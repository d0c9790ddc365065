use crate::database::{DatabaseError, DicomDatabase, Result};
use dicom_probe::DicomSummary;
use redb::{Database, ReadableTable, TableDefinition, TableError};
use std::path::{Path, PathBuf};
use std::sync::Arc;
use tracing::{debug, info, warn};

/// Schema marker; its presence means the index was initialized
const META: TableDefinition<&str, &str> = TableDefinition::new("meta");
/// file path -> series instance UID
const FILES: TableDefinition<&str, &str> = TableDefinition::new("files");
/// series instance UID -> study instance UID
const SERIES: TableDefinition<&str, &str> = TableDefinition::new("series");
/// study instance UID -> patient ID
const STUDIES: TableDefinition<&str, &str> = TableDefinition::new("studies");
/// patient ID -> patient name
const PATIENTS: TableDefinition<&str, &str> = TableDefinition::new("patients");

/// `patient\0study` -> ""
const PATIENT_STUDIES: TableDefinition<&str, &str> = TableDefinition::new("patient_studies");
/// `study\0series` -> ""
const STUDY_SERIES: TableDefinition<&str, &str> = TableDefinition::new("study_series");
/// `series\0path` -> ""
const SERIES_FILES: TableDefinition<&str, &str> = TableDefinition::new("series_files");

const SCHEMA_VERSION: &str = "1";

/// Separates parent and child in the reverse index keys; never part of a UID or path
const KEY_SEP: char = '\0';

fn child_key(parent: &str, child: &str) -> String {
    format!("{}{}{}", parent, KEY_SEP, child)
}

/// Placeholder for instances missing an identifying UID
pub const UNKNOWN_ID: &str = "UNKNOWN";

fn storage<E: Into<redb::Error>>(e: E) -> DatabaseError {
    DatabaseError::Storage(e.into())
}

/// DICOM index persisted in a redb file
#[derive(Clone)]
pub struct RedbDicomDatabase {
    db: Arc<Database>,
    path: PathBuf,
}

impl std::fmt::Debug for RedbDicomDatabase {
    fn fmt(&self, f: &mut std::fmt::Formatter<'_>) -> std::fmt::Result {
        f.debug_struct("RedbDicomDatabase")
            .field("path", &self.path)
            .finish()
    }
}

impl RedbDicomDatabase {
    /// Open (or create) the database file. The schema is not created here;
    /// call [`DicomDatabase::initialize`] for that.
    pub fn open(path: impl AsRef<Path>) -> Result<Self> {
        let path = path.as_ref().to_path_buf();
        if let Some(parent) = path.parent() {
            std::fs::create_dir_all(parent).map_err(|source| DatabaseError::Io {
                path: parent.to_path_buf(),
                source,
            })?;
        }

        debug!("🆕 Opening DICOM database: {}", path.display());
        let db = Database::create(&path).map_err(storage)?;
        Ok(Self {
            db: Arc::new(db),
            path,
        })
    }

    fn is_initialized(&self) -> Result<bool> {
        let txn = self.db.begin_read().map_err(storage)?;
        match txn.open_table(META) {
            Ok(_) => Ok(true),
            Err(TableError::TableDoesNotExist(_)) => Ok(false),
            Err(e) => Err(storage(e)),
        }
    }

    /// All `(key, value)` pairs of a table; a missing table reads as empty.
    fn entries(&self, table: TableDefinition<&str, &str>) -> Result<Vec<(String, String)>> {
        let txn = self.db.begin_read().map_err(storage)?;
        let table = match txn.open_table(table) {
            Ok(t) => t,
            Err(TableError::TableDoesNotExist(_)) => return Ok(Vec::new()),
            Err(e) => return Err(storage(e)),
        };

        let mut out = Vec::new();
        for item in table.iter().map_err(storage)? {
            let (k, v) = item.map_err(storage)?;
            out.push((k.value().to_string(), v.value().to_string()));
        }
        Ok(out)
    }

    /// Children of `parent` in a reverse index table, via a prefix range scan
    fn children(&self, table: TableDefinition<&str, &str>, parent: &str) -> Result<Vec<String>> {
        let txn = self.db.begin_read().map_err(storage)?;
        let table = match txn.open_table(table) {
            Ok(t) => t,
            Err(TableError::TableDoesNotExist(_)) => return Ok(Vec::new()),
            Err(e) => return Err(storage(e)),
        };

        let prefix = child_key(parent, "");
        let mut out = Vec::new();
        for item in table.range(prefix.as_str()..).map_err(storage)? {
            let (k, _) = item.map_err(storage)?;
            match k.value().strip_prefix(prefix.as_str()) {
                Some(child) => out.push(child.to_string()),
                None => break,
            }
        }
        Ok(out)
    }

    fn probe(path: &Path) -> Option<DicomSummary> {
        match dicom_probe::is_part10(path) {
            Ok(true) => {}
            Ok(false) => {
                debug!("Skipping non-DICOM file {}", path.display());
                return None;
            }
            Err(e) => {
                warn!("Skipping unreadable file: {}", e);
                return None;
            }
        }
        match dicom_probe::probe_file(path) {
            Ok(summary) => Some(summary),
            Err(e) => {
                warn!("Skipping file: {}", e);
                None
            }
        }
    }
}

impl DicomDatabase for RedbDicomDatabase {
    fn all_files(&self) -> Result<Vec<PathBuf>> {
        Ok(self
            .entries(FILES)?
            .into_iter()
            .map(|(k, _)| PathBuf::from(k))
            .collect())
    }

    fn patients(&self) -> Result<Vec<String>> {
        Ok(self.entries(PATIENTS)?.into_iter().map(|(k, _)| k).collect())
    }

    fn studies_for_patient(&self, patient: &str) -> Result<Vec<String>> {
        self.children(PATIENT_STUDIES, patient)
    }

    fn series_for_study(&self, study: &str) -> Result<Vec<String>> {
        self.children(STUDY_SERIES, study)
    }

    fn files_for_series(&self, series: &str) -> Result<Vec<PathBuf>> {
        Ok(self
            .children(SERIES_FILES, series)?
            .into_iter()
            .map(PathBuf::from)
            .collect())
    }

    fn register_files(&self, files: &[PathBuf]) -> Result<usize> {
        if !self.is_initialized()? {
            return Err(DatabaseError::Uninitialized);
        }

        let summaries: Vec<DicomSummary> = files.iter().filter_map(|p| Self::probe(p)).collect();

        let txn = self.db.begin_write().map_err(storage)?;
        {
            let mut files_t = txn.open_table(FILES).map_err(storage)?;
            let mut series_t = txn.open_table(SERIES).map_err(storage)?;
            let mut studies_t = txn.open_table(STUDIES).map_err(storage)?;
            let mut patients_t = txn.open_table(PATIENTS).map_err(storage)?;
            let mut patient_studies_t = txn.open_table(PATIENT_STUDIES).map_err(storage)?;
            let mut study_series_t = txn.open_table(STUDY_SERIES).map_err(storage)?;
            let mut series_files_t = txn.open_table(SERIES_FILES).map_err(storage)?;

            for s in &summaries {
                let path = s.path.to_string_lossy();
                let series = s.series_instance_uid.as_deref().unwrap_or(UNKNOWN_ID);
                let study = s.study_instance_uid.as_deref().unwrap_or(UNKNOWN_ID);
                let patient = s.patient_id.as_deref().unwrap_or(UNKNOWN_ID);
                let name = s.patient_name.as_deref().unwrap_or("");

                // A re-registered file may have moved to another series
                let previous = files_t
                    .insert(&*path, series)
                    .map_err(storage)?
                    .map(|old| old.value().to_string());
                if let Some(old_series) = previous.filter(|old| old != series) {
                    series_files_t
                        .remove(child_key(&old_series, &path).as_str())
                        .map_err(storage)?;
                }
                series_files_t
                    .insert(child_key(series, &path).as_str(), "")
                    .map_err(storage)?;

                if let Some(old_study) = series_t
                    .insert(series, study)
                    .map_err(storage)?
                    .map(|old| old.value().to_string())
                    .filter(|old| old != study)
                {
                    study_series_t
                        .remove(child_key(&old_study, series).as_str())
                        .map_err(storage)?;
                }
                study_series_t
                    .insert(child_key(study, series).as_str(), "")
                    .map_err(storage)?;

                if let Some(old_patient) = studies_t
                    .insert(study, patient)
                    .map_err(storage)?
                    .map(|old| old.value().to_string())
                    .filter(|old| old != patient)
                {
                    patient_studies_t
                        .remove(child_key(&old_patient, study).as_str())
                        .map_err(storage)?;
                }
                patient_studies_t
                    .insert(child_key(patient, study).as_str(), "")
                    .map_err(storage)?;

                patients_t.insert(patient, name).map_err(storage)?;
            }
        }
        txn.commit().map_err(storage)?;

        info!(
            "🗄️  Indexed {} of {} files into {}",
            summaries.len(),
            files.len(),
            self.path.display()
        );
        Ok(summaries.len())
    }

    fn initialize(&self) -> Result<()> {
        let txn = self.db.begin_write().map_err(storage)?;
        {
            let mut meta = txn.open_table(META).map_err(storage)?;
            meta.insert("schema_version", SCHEMA_VERSION).map_err(storage)?;
            for table in [
                FILES,
                SERIES,
                STUDIES,
                PATIENTS,
                PATIENT_STUDIES,
                STUDY_SERIES,
                SERIES_FILES,
            ] {
                txn.open_table(table).map_err(storage)?;
            }
        }
        txn.commit().map_err(storage)?;

        info!("✅ DICOM database initialized: {}", self.path.display());
        Ok(())
    }

    fn location(&self) -> Option<&Path> {
        Some(&self.path)
    }
}
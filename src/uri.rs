//! Remote resource URIs and the path arithmetic shared by the delete and
//! cache workflows.

use std::fmt;

/// Segment that marks a URI as pointing at a single file
pub const FILES_SEGMENT: &str = "/files/";

/// A resource path on the XNAT host, e.g.
/// `/data/projects/P1/subjects/S1/experiments/E1/scans/1/resources/DICOM/files/a.dcm`
#[derive(Debug, Clone, PartialEq, Eq, Hash)]
pub struct RemoteUri(String);

impl RemoteUri {
    /// Wraps a URI, normalizing its path separators.
    pub fn new(uri: impl AsRef<str>) -> Self {
        Self(adjust_path_slashes(uri.as_ref()))
    }

    pub fn as_str(&self) -> &str {
        &self.0
    }

    /// File URIs address one file; everything else is a container
    /// (experiment, scan, resource folder).
    pub fn is_file(&self) -> bool {
        self.0.contains(FILES_SEGMENT)
    }

    /// Parent path: everything before the last `/`.
    pub fn parent(&self) -> &str {
        dirname(&self.0)
    }

    /// Path handed to the remote delete call: the URI itself for a file,
    /// otherwise its parent.
    pub fn deletion_target(&self) -> &str {
        if self.is_file() {
            &self.0
        } else {
            self.parent()
        }
    }

    pub fn name(&self) -> &str {
        basename(&self.0)
    }
}

impl fmt::Display for RemoteUri {
    fn fmt(&self, f: &mut fmt::Formatter<'_>) -> fmt::Result {
        f.write_str(&self.0)
    }
}

impl From<&str> for RemoteUri {
    fn from(value: &str) -> Self {
        Self::new(value)
    }
}

impl From<String> for RemoteUri {
    fn from(value: String) -> Self {
        Self::new(value)
    }
}

/// Canonical separators: backslashes become forward slashes.
pub fn adjust_path_slashes(path: &str) -> String {
    path.replace('\\', "/")
}

/// Text following the first occurrence of `splitter`, up to the next
/// occurrence if there is one. `None` when the splitter is absent.
pub fn abbreviate<'a>(path: &'a str, splitter: &str) -> Option<&'a str> {
    path.split(splitter).nth(1)
}

pub fn dirname(path: &str) -> &str {
    match path.rfind('/') {
        Some(0) => "/",
        Some(i) => &path[..i],
        None => "",
    }
}

pub fn basename(path: &str) -> &str {
    match path.rfind('/') {
        Some(i) => &path[i + 1..],
        None => path,
    }
}
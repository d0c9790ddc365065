//! Header-based DICOM import plugins.
//!
//! Each plugin reads the headers of the files it is offered, proposes the
//! groupings it can import, and records the one it is asked to load in a
//! [`Scene`].

use crate::scene::Scene;
use crate::selection::{ImportPlugin, Loadable, PluginError};
use dicom_probe::DicomSummary;
use std::path::PathBuf;
use std::sync::Arc;
use tracing::debug;

pub mod rtstruct;
pub mod scalar_volume;
pub mod segmentation;

pub use rtstruct::RtStructPlugin;
pub use scalar_volume::ScalarVolumePlugin;
pub use segmentation::SegmentationPlugin;

/// The default plugins in priority order: scalar volume, segmentation,
/// RT structure set.
pub fn default_plugins(scene: Arc<dyn Scene>) -> Vec<Arc<dyn ImportPlugin>> {
    vec![
        Arc::new(ScalarVolumePlugin::new(scene.clone())),
        Arc::new(SegmentationPlugin::new(scene.clone())),
        Arc::new(RtStructPlugin::new(scene)),
    ]
}

/// Headers of every readable DICOM file across the groups
pub(crate) fn read_headers(file_groups: &[Vec<PathBuf>]) -> Vec<DicomSummary> {
    file_groups
        .iter()
        .flatten()
        .filter_map(|path| match dicom_probe::probe_file(path) {
            Ok(summary) => Some(summary),
            Err(e) => {
                debug!("Not examining {}: {}", path.display(), e);
                None
            }
        })
        .collect()
}

/// One loadable per file of the given SOP class
pub(crate) fn per_instance_loadables(
    headers: &[DicomSummary],
    sop_class_uid: &str,
    label: &str,
) -> Vec<Loadable> {
    headers
        .iter()
        .filter(|h| h.has_sop_class(sop_class_uid))
        .map(|h| {
            let name = match &h.series_description {
                Some(desc) => format!("{}: {}", label, desc),
                None => format!("{}: {}", label, h.path.display()),
            };
            let loadable = Loadable::new(name, vec![h.path.clone()]);
            match &h.series_instance_uid {
                Some(series) => loadable.with_series(series.clone()),
                None => loadable,
            }
        })
        .collect()
}

pub(crate) fn add_to_scene(
    scene: &dyn Scene,
    plugin: &str,
    loadable: &Loadable,
) -> Result<(), PluginError> {
    scene
        .add(plugin, loadable)
        .map(|_| ())
        .map_err(|e| PluginError::Load {
            plugin: plugin.to_string(),
            loadable: loadable.name.clone(),
            message: e.to_string(),
        })
}
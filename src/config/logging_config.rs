use serde::Deserialize;

#[derive(Debug, Deserialize, Clone)]
pub struct LoggingConfig {
    #[serde(default)]
    pub log_to_file: bool,
    #[serde(default)]
    pub log_file_path: String,
    /// `EnvFilter` directive, overridden by `RUST_LOG` when set
    #[serde(default = "default_log_level")]
    pub level: String,
}

impl Default for LoggingConfig {
    fn default() -> Self {
        Self {
            log_to_file: false,
            log_file_path: String::new(),
            level: default_log_level(),
        }
    }
}

fn default_log_level() -> String {
    "info".to_string()
}
//! Error types for the delete and download-import workflows

use crate::database::DatabaseError;
use crate::remote::RemoteError;
use crate::selection::PluginError;
use crate::staging::StagingError;
use std::path::PathBuf;
use thiserror::Error;

/// Result type alias for workflow operations
pub type Result<T> = std::result::Result<T, WorkflowError>;

/// Failures that end a workflow. Cancellation and "no loadable found" are
/// outcomes, not errors.
#[derive(Error, Debug)]
pub enum WorkflowError {
    #[error("Failed to delete '{target}' from XNAT: {source}")]
    RemoteDeleteFailed {
        target: String,
        #[source]
        source: RemoteError,
    },

    #[error("Download of '{uri}' failed: {source}")]
    DownloadFailed {
        uri: String,
        #[source]
        source: RemoteError,
    },

    #[error("Downloaded archive not found at '{0}'")]
    StagingMissing(PathBuf),

    #[error("No DICOM database is set up; downloaded files are at '{0}'")]
    DatabaseUnavailable(PathBuf),

    #[error("DICOM database error: {0}")]
    Database(#[from] DatabaseError),

    #[error("Staging error: {0}")]
    Staging(#[from] StagingError),

    #[error("Import plugin error: {0}")]
    Plugin(#[from] PluginError),
}

impl WorkflowError {
    /// Errors the user can resolve by changing local setup and re-running
    pub fn needs_user_action(&self) -> bool {
        matches!(
            self,
            WorkflowError::DatabaseUnavailable(_) | WorkflowError::StagingMissing(_)
        )
    }
}
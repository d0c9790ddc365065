use async_trait::async_trait;
use std::path::{Path, PathBuf};
use thiserror::Error;

pub mod xnat;

pub use xnat::XnatClient;

#[derive(Debug, Error)]
pub enum RemoteError {
    #[error("Invalid remote URL '{0}': {1}")]
    Url(String, String),

    #[error("HTTP request failed: {0}")]
    Http(#[from] reqwest::Error),

    #[error("{method} {url} returned status {status}")]
    Status {
        method: &'static str,
        url: String,
        status: u16,
    },

    #[error("IO error writing '{path}': {source}")]
    Io {
        path: PathBuf,
        #[source]
        source: std::io::Error,
    },

    #[error("Unexpected response from {url}: {message}")]
    Response { url: String, message: String },
}

pub type RemoteResult<T> = Result<T, RemoteError>;

/// Operations the workflows need from the remote repository host
#[async_trait]
pub trait RemoteRepository: Send + Sync {
    /// Delete a resource (file or folder) at `path`
    async fn delete(&self, path: &str) -> RemoteResult<()>;

    /// Download a container's files as one archive to `dst`
    async fn download_archive(&self, container_uri: &str, dst: &Path) -> RemoteResult<()>;

    /// URIs of the files inside a container
    async fn list_files(&self, container_uri: &str) -> RemoteResult<Vec<String>>;
}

________________________

* Problem to work on:
Could you return the lines in the entries above that contain "previous"?

* Finished task:
                let previous = files_t
                if let Some(old_series) = previous.filter(|old| old != series) {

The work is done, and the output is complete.